Questions surrounding Mohamed El-Erian's recently announced departure and the flurry of other personnel changes that followed at PIMCO continue to proliferate, and, if anything, that trend has intensified over the past week. Morningstar has been fielding those questions left and right, from audiences as diverse as individual investors, advisors, institutions, and the press. A number of themes have come up consistently in these conversations, and we thought it worthwhile to address a few of them here along with Morningstar's preliminary thoughts on the current situation at PIMCO.

How much of an effect did the market calls made by PIMCO over the past year have on Mohamed El-Erian's departure?
The official version from PIMCO is that El-Erian's departure was purely a personal decision and that it had nothing to do with last year's performance. That said, it makes sense to consider what’s gone on not only over the past year, but what’s occurred over the past few years, given that there was some difficulty, particularly in the third quarter of 2011, with some of the calls that the firm made.
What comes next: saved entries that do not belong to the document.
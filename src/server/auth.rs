//! Token authentication for the HTTP surface.
//!
//! Callers present a static bearer token, either as an `Authorization:
//! Bearer <token>` header or a `token` query parameter. The token maps to
//! a role; unknown or missing tokens are anonymous and every document
//! endpoint rejects them with 401.

use std::sync::Arc;

use axum::extract::FromRequestParts;
use axum::http::request::Parts;

use crate::error::ServiceError;

/// Caller role derived from the presented token.
#[derive(Debug, Clone, Copy, PartialEq, Eq)]
pub enum Role {
    Admin,
    User,
    Anonymous,
}

impl Role {
    pub fn as_str(&self) -> &'static str {
        match self {
            Role::Admin => "admin",
            Role::User => "user",
            Role::Anonymous => "anonymous",
        }
    }
}

/// Static token table resolved at startup.
#[derive(Debug, Clone)]
pub struct TokenTable {
    admin_token: String,
    user_token: String,
}

impl TokenTable {
    pub fn new(admin_token: String, user_token: String) -> Self {
        Self {
            admin_token,
            user_token,
        }
    }

    /// Map a presented token to a role. Comparison order matters when the
    /// two tokens are configured equal: the stronger role wins.
    pub fn resolve(&self, token: Option<&str>) -> Role {
        match token {
            Some(t) if t == self.admin_token => Role::Admin,
            Some(t) if t == self.user_token => Role::User,
            _ => Role::Anonymous,
        }
    }
}

/// An authenticated caller, extracted from the request.
///
/// Extraction itself never fails; handlers call [`Caller::require_user`]
/// to reject anonymous callers.
#[derive(Debug, Clone, Copy)]
pub struct Caller {
    pub role: Role,
}

impl Caller {
    /// Reject anonymous callers with 401.
    pub fn require_user(&self) -> Result<(), ServiceError> {
        if self.role == Role::Anonymous {
            return Err(ServiceError::Unauthorized);
        }
        Ok(())
    }
}

fn bearer_token(parts: &Parts) -> Option<String> {
    let header = parts.headers.get(axum::http::header::AUTHORIZATION)?;
    let value = header.to_str().ok()?;
    value
        .strip_prefix("Bearer ")
        .map(|token| token.trim().to_string())
}

fn query_token(parts: &Parts) -> Option<String> {
    let query = parts.uri.query()?;
    query.split('&').find_map(|pair| {
        let (key, value) = pair.split_once('=')?;
        (key == "token").then(|| value.to_string())
    })
}

#[axum::async_trait]
impl<S> FromRequestParts<S> for Caller
where
    S: Send + Sync,
    Arc<TokenTable>: axum::extract::FromRef<S>,
{
    type Rejection = std::convert::Infallible;

    async fn from_request_parts(
        parts: &mut Parts,
        state: &S,
    ) -> Result<Self, Self::Rejection> {
        let table: Arc<TokenTable> = axum::extract::FromRef::from_ref(state);
        let token = bearer_token(parts).or_else(|| query_token(parts));
        Ok(Caller {
            role: table.resolve(token.as_deref()),
        })
    }
}

#[cfg(test)]
mod tests {
    use super::*;

    fn table() -> TokenTable {
        TokenTable::new("admin-secret".to_string(), "user-secret".to_string())
    }

    #[test]
    fn tokens_map_to_roles() {
        let table = table();
        assert_eq!(table.resolve(Some("admin-secret")), Role::Admin);
        assert_eq!(table.resolve(Some("user-secret")), Role::User);
        assert_eq!(table.resolve(Some("wrong")), Role::Anonymous);
        assert_eq!(table.resolve(None), Role::Anonymous);
    }

    #[test]
    fn anonymous_is_rejected() {
        let caller = Caller {
            role: Role::Anonymous,
        };
        assert!(matches!(
            caller.require_user(),
            Err(ServiceError::Unauthorized)
        ));
        assert!(Caller { role: Role::User }.require_user().is_ok());
    }
}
First, it seems unlikely that performance during that 2011 period would necessarily be hung around El-Erian's neck, because Bill Gross took a lot of responsibility for it.

The volatility that many of the firm’s funds suffered in the summer of 2013 was certainly disturbing for some investors as well, especially when looking at some of the funds' category standings and relative performance, and the fact that people have come to expect so much from PIMCO and Bill Gross.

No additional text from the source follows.